Le courriel tombe dans sa messagerie le 18 juin 2013 : » Cher Erik, Est-il possible d’avoir une conversation exploratoire avec vous sur la préparation de notre campagne électorale ? » Le message est signé Piet De Zaeger, directeur général de la N-VA. Ainsi démarre une collaboration de onze mois pendant laquelle Erik Saelens, patron de l’agence de marketing Brandhome, va imaginer et mettre en place la pré-campagne, puis la campagne de la N-VA dans la perspective du scrutin du 25 mai 2014. Avec le succès que l’on sait.

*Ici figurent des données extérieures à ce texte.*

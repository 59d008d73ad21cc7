#[cfg(test)]
#[path = "hit_test.rs"]
mod hit_test;

use crate::camera::Point;
use crate::doc::{Entity, EntityStore};

/// Whether `screen_pt` lies strictly inside the entity's screen circle.
#[must_use]
pub fn contains(entity: &Entity, screen_pt: Point) -> bool {
    let p = &entity.projection;
    let dist = (p.screen_x - screen_pt.x).hypot(p.screen_y - screen_pt.y);
    dist < p.screen_size / 2.0
}

/// Ids of every entity under `screen_pt`, in draw order.
#[must_use]
pub fn hits_at(store: &EntityStore, screen_pt: Point) -> Vec<String> {
    store
        .iter()
        .filter(|e| contains(e, screen_pt))
        .map(|e| e.id().to_owned())
        .collect()
}

/// Topmost entity under `screen_pt`, if any.
#[must_use]
pub fn hit_test(store: &EntityStore, screen_pt: Point) -> Option<&Entity> {
    store.iter().rev().find(|e| contains(e, screen_pt))
}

Lorsqu’il reçoit, à titre exploratoire, l’état-major de la N-VA dans les bureaux de son agence anversoise, Erik Saelens est de suite mis au parfum (1). Le but du parti est simple : il vise plus de 30 % des voix. » Personne ne doit être en mesure de nous approcher, exposent calmement Piet De Zaeger, Joachim Pohlmann, porte-parole national, et Nele Hiers, responsable de la communication. Nous ne voulons pas gagner puis être à nouveau écartés du pouvoir. » La réunion est bouclée en une heure et tout est dit. Le temps est compté.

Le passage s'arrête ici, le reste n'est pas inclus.